During the investigation, the Board has not found any cases that should be reopened because a recalculation of quota concentration would not lead to a different decision (permission for or refusal to transfer ownership shares or quota shares).
Back in 2018, the Chamber Advocate’s Administrative Inspection examined, among other things, The Danish Agency for Agriculture and Fisheries’ amendment of the Executive Order on Regulations in 2014 in relation to the calculation basis for the quota concentration for the IOC.

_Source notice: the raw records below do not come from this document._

//! Single limit-up — exactly one limit-up day inside a rising window.
//!
//! The limit-up threshold comes from the board the code trades on, never
//! from configuration.

use serde::{Deserialize, Serialize};
use tracing::debug;

use super::{
    checked_latest, signal_from_score, tier_at_least, ResultHeader, Strategy, StrategyResult,
    TIERS_80_60_40_20,
};
use crate::config::{ensure, StrategyKind, ValidateConfig};
use crate::domain::{pct_change_at, SecuritySeries};
use crate::error::ScreenError;

/// Daily limit (percent) for the board `code` trades on.
///
/// STAR market (`688`) and ChiNext (`300`) move 20%, the Beijing exchange
/// (`920`) 30%, every other board 10%.
pub fn limit_up_threshold(code: &str) -> f64 {
    if code.starts_with("688") || code.starts_with("300") {
        20.0
    } else if code.starts_with("920") {
        30.0
    } else {
        10.0
    }
}

#[derive(Debug, Clone, PartialEq, Serialize, Deserialize)]
#[serde(default, deny_unknown_fields)]
pub struct SingleLimitUpConfig {
    pub analysis_period: usize,
    /// Percentage points either side of the board limit still counted as
    /// limit-up. Larger moves (resumptions, listing days) are not.
    pub limit_up_tolerance: f64,
    pub min_up_days: usize,
    pub min_total_gain: f64,
}

impl Default for SingleLimitUpConfig {
    fn default() -> Self {
        Self {
            analysis_period: 20,
            limit_up_tolerance: 0.5,
            min_up_days: 5,
            min_total_gain: 20.0,
        }
    }
}

impl ValidateConfig for SingleLimitUpConfig {
    fn validate(&self) -> Result<(), ScreenError> {
        ensure(self.analysis_period >= 5, "analysis_period must be at least 5")?;
        ensure(
            (0.0..=5.0).contains(&self.limit_up_tolerance),
            "limit_up_tolerance must lie in [0, 5]",
        )?;
        ensure(
            self.min_up_days <= self.analysis_period,
            "min_up_days must not exceed analysis_period",
        )?;
        ensure(self.min_total_gain >= 0.0, "min_total_gain must be >= 0")
    }
}

#[derive(Debug, Clone, PartialEq, Serialize, Deserialize)]
pub struct SingleLimitUpResult {
    #[serde(flatten)]
    pub header: ResultHeader,
    pub limit_up_threshold: f64,
    pub limit_up_count: usize,
    pub limit_up_date: Option<chrono::NaiveDate>,
    pub up_days: usize,
    pub total_gain_pct: f64,
    pub daily_changes: Vec<f64>,
    pub qualifies: bool,
}

#[derive(Debug, Clone)]
pub struct SingleLimitUpStrategy {
    config: SingleLimitUpConfig,
}

impl SingleLimitUpStrategy {
    pub fn new(config: SingleLimitUpConfig) -> Result<Self, ScreenError> {
        config.validate()?;
        Ok(Self { config })
    }

    pub fn config(&self) -> &SingleLimitUpConfig {
        &self.config
    }

    /// Score components: limit-up count, up days, total gain.
    fn score(&self, limit_up_count: usize, up_days: usize, total_gain: f64) -> f64 {
        let c = &self.config;
        let count_score = match limit_up_count {
            0 => 0.0,
            1 => 40.0,
            _ => 10.0,
        };
        let up_ratio = if c.min_up_days == 0 {
            1.0
        } else {
            up_days as f64 / c.min_up_days as f64
        };
        let up_score = if up_ratio >= 1.0 {
            30.0
        } else if up_ratio >= 0.6 {
            20.0
        } else if up_ratio > 0.0 {
            10.0
        } else {
            0.0
        };
        let min_gain = c.min_total_gain;
        let gain_score = tier_at_least(
            total_gain,
            &[(min_gain * 2.0, 30.0), (min_gain * 1.5, 20.0), (min_gain, 10.0)],
        );
        count_score + up_score + gain_score
    }
}

impl Strategy for SingleLimitUpStrategy {
    fn kind(&self) -> StrategyKind {
        StrategyKind::SingleLimitUp
    }

    fn required_bars(&self) -> usize {
        self.config.analysis_period
    }

    fn analyze(&self, series: &SecuritySeries) -> Result<StrategyResult, ScreenError> {
        let latest = checked_latest(series, self.required_bars())?;
        let c = &self.config;
        let bars = &series.bars;
        let start = bars.len() - c.analysis_period;
        let threshold = limit_up_threshold(&series.code);
        let band = (threshold - c.limit_up_tolerance)..=(threshold + c.limit_up_tolerance);

        let daily_changes: Vec<f64> = (start..bars.len()).map(|i| pct_change_at(bars, i)).collect();
        let limit_up_days: Vec<usize> = daily_changes
            .iter()
            .enumerate()
            .filter(|(_, chg)| band.contains(*chg))
            .map(|(i, _)| start + i)
            .collect();
        let limit_up_count = limit_up_days.len();
        let limit_up_date = limit_up_days.last().map(|&i| bars[i].date);
        let up_days = daily_changes.iter().filter(|&&chg| chg > 0.0).count();

        let base = if start == 0 {
            bars[0].open
        } else {
            bars[start - 1].close
        };
        let total_gain_pct = latest.pct_change_from(base);

        let strength = self.score(limit_up_count, up_days, total_gain_pct);
        let mut risk = 3;
        if total_gain_pct > 50.0 {
            risk = 4;
        } else if total_gain_pct < 10.0 {
            risk = 2;
        }
        if limit_up_count > 1 {
            risk = 4;
        }
        let qualifies =
            limit_up_count == 1 && up_days >= c.min_up_days && total_gain_pct >= c.min_total_gain;

        debug!(
            code = %series.code,
            threshold,
            limit_up_count,
            up_days,
            total_gain_pct,
            strength,
            "single limit-up evaluated"
        );

        let description = format!(
            "{limit_up_count} limit-up day(s) at the {threshold}% board limit, {up_days} up days, {total_gain_pct:.2}% over {} days",
            c.analysis_period
        );
        Ok(StrategyResult::SingleLimitUp(SingleLimitUpResult {
            header: ResultHeader::new(
                series,
                latest,
                signal_from_score(strength, &TIERS_80_60_40_20),
                strength,
                risk,
                description,
            ),
            limit_up_threshold: threshold,
            limit_up_count,
            limit_up_date,
            up_days,
            total_gain_pct,
            daily_changes,
            qualifies,
        }))
    }
}

#[cfg(test)]
mod tests {
    use super::*;
    use crate::domain::StrategySignal;
    use crate::strategies::test_support::series;

    fn run(config: SingleLimitUpConfig, code: &str, closes: &[f64]) -> SingleLimitUpResult {
        let strategy = SingleLimitUpStrategy::new(config).unwrap();
        match strategy.analyze(&series(code, closes)).unwrap() {
            StrategyResult::SingleLimitUp(r) => r,
            other => panic!("unexpected {:?}", other.kind()),
        }
    }

    /// 20 bars rising 1% a day with one jump of `jump` percent on day 10.
    fn with_jump(jump: f64) -> Vec<f64> {
        let mut closes = vec![100.0];
        for i in 1..20 {
            let step = if i == 10 { jump } else { 1.0 };
            let prev = closes[i - 1];
            closes.push(prev * (1.0 + step / 100.0));
        }
        closes
    }

    #[test]
    fn board_thresholds() {
        assert_eq!(limit_up_threshold("300001.SZ"), 20.0);
        assert_eq!(limit_up_threshold("688001.SH"), 20.0);
        assert_eq!(limit_up_threshold("920001.BJ"), 30.0);
        assert_eq!(limit_up_threshold("000001.SZ"), 10.0);
        assert_eq!(limit_up_threshold("600519.SH"), 10.0);
    }

    #[test]
    fn chinext_band_edges() {
        let default = SingleLimitUpConfig::default();
        for (jump, expected) in [(19.4, 0), (19.9, 1), (20.1, 1), (20.6, 0)] {
            let r = run(default.clone(), "300001.SZ", &with_jump(jump));
            assert_eq!(r.limit_up_count, expected, "{jump}");
        }
        let exact = SingleLimitUpConfig {
            limit_up_tolerance: 0.0,
            ..SingleLimitUpConfig::default()
        };
        assert_eq!(run(exact.clone(), "300001.SZ", &with_jump(19.9)).limit_up_count, 0);
        assert_eq!(run(exact, "300001.SZ", &with_jump(20.1)).limit_up_count, 0);
    }

    #[test]
    fn jump_above_the_board_limit_is_not_a_limit_up() {
        // a 25% resumption day on a 10% board
        let r = run(SingleLimitUpConfig::default(), "000001.SZ", &with_jump(25.0));
        assert_eq!(r.limit_up_count, 0);
        assert_eq!(r.limit_up_date, None);
        assert!(!r.qualifies);
    }

    #[test]
    fn main_board_counts_ten_percent_day() {
        let r = run(SingleLimitUpConfig::default(), "000001.SZ", &with_jump(10.0));
        assert_eq!(r.limit_up_count, 1);
        assert_eq!(r.limit_up_threshold, 10.0);
        // 19 up days and ~32% compounded gain
        assert_eq!(r.up_days, 19);
        assert!(r.total_gain_pct > 30.0);
        assert!(r.qualifies);
        assert_eq!(r.header.signal_strength, 90);
        assert_eq!(r.header.strategy_signal, StrategySignal::StrongBuy);
    }

    #[test]
    fn two_limit_ups_score_lower_and_raise_risk() {
        let mut closes = with_jump(10.0);
        closes[15] = closes[14] * 1.10;
        for i in 16..20 {
            closes[i] = closes[i - 1] * 1.01;
        }
        let r = run(SingleLimitUpConfig::default(), "000001.SZ", &closes);
        assert_eq!(r.limit_up_count, 2);
        assert_eq!(r.header.risk_level, 4);
        assert!(!r.qualifies);
    }

    #[test]
    fn strength_is_monotone_in_gain() {
        let strategy = SingleLimitUpStrategy::new(SingleLimitUpConfig::default()).unwrap();
        let mut last = 0.0;
        for gain in [0.0, 15.0, 20.0, 30.0, 40.0, 80.0] {
            let s = strategy.score(1, 5, gain);
            assert!(s >= last);
            last = s;
        }
    }

    #[test]
    fn ten_bars_with_period_twenty_is_insufficient() {
        let strategy = SingleLimitUpStrategy::new(SingleLimitUpConfig::default()).unwrap();
        assert!(matches!(
            strategy.analyze(&series("000001.SZ", &[10.0; 10])),
            Err(ScreenError::InsufficientData { required: 20, actual: 10 })
        ));
    }

    #[test]
    fn validation_rejects_bad_ranges() {
        let short = SingleLimitUpConfig {
            analysis_period: 3,
            ..SingleLimitUpConfig::default()
        };
        assert!(short.validate().is_err());
        let loose = SingleLimitUpConfig {
            limit_up_tolerance: 6.0,
            ..SingleLimitUpConfig::default()
        };
        assert!(loose.validate().is_err());
    }
}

Before 2014, the calculation of the quota concentration was made on the basis of Denmark’s initial quota per. 1st of January. The initial quota is the quota that Denmark will be allocated by the EU at the beginning of the year. If the initial quota was not set at the beginning of the year, the calculation was to be made on the basis of an average of the three previous years’ quotas. After the change in 2014, the calculation was to be made on the basis of an average of the previous three years’ final Danish quotas.
At the beginning of 2017, the Danish Agency for Agriculture and Fisheries stated that the Agency’s calculations of the quota concentration in the period from when the change came into force on 15 October 2014 until 2016, had not actually been made on the basis of an average of the previous three years’ final Danish quotas. . The Board decided in February 2017 that the calculation basis should be corrected forwards, but that no corrections should be made backwards.
The Advocate General criticized this decision, as no evidence could be found that the Agency made an assessment of whether there was a need for cases that had already been decided to be reopened. The Board has therefore investigated whether some fishermen have been allowed to buy more quota shares than permitted, or whether some fishermen have been refused purchase of quota shares, even though they would not have violated the rules on quota concentration using the correct calculation basis. The Board assesses that there are no cases that would have led to a different result.